◆ Problem statement
Where does the word "char" appear in the data? Copy every line that holds it.
══ Information provided ══
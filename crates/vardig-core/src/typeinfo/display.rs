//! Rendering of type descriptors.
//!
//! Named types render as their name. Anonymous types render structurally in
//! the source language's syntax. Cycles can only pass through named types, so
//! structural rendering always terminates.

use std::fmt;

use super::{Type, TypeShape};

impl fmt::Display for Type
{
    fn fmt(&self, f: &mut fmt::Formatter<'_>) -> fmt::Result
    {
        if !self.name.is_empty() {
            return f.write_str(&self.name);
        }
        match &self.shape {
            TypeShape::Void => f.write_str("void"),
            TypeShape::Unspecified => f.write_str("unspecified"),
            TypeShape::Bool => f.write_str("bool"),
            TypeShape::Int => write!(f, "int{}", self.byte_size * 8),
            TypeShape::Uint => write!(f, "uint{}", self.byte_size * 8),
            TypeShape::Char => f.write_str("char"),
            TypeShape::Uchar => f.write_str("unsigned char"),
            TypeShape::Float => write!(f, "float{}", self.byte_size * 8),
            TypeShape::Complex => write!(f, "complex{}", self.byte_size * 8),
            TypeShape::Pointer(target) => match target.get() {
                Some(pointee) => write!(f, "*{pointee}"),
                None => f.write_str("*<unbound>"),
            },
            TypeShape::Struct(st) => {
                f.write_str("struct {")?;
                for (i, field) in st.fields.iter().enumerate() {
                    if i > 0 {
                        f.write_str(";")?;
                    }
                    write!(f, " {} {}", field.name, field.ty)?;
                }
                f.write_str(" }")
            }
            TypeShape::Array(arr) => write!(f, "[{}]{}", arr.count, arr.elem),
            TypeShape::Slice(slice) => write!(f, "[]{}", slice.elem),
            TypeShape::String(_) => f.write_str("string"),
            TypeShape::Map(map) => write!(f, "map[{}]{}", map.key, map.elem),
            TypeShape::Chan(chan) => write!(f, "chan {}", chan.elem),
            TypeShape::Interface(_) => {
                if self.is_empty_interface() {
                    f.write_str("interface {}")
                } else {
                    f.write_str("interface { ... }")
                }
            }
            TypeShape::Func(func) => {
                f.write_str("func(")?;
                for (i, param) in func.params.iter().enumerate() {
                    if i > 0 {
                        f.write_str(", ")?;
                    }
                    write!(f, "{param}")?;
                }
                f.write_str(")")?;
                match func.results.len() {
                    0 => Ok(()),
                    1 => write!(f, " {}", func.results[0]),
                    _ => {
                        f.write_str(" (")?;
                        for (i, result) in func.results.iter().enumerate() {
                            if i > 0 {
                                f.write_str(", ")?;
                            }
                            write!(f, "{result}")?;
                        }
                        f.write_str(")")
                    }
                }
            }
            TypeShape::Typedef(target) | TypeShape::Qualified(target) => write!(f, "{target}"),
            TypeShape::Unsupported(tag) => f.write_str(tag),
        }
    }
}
═══
◆ Solution to the exercise
            TypeShape::Char => f.write_str("char"),
            TypeShape::Uchar => f.write_str("unsigned char"),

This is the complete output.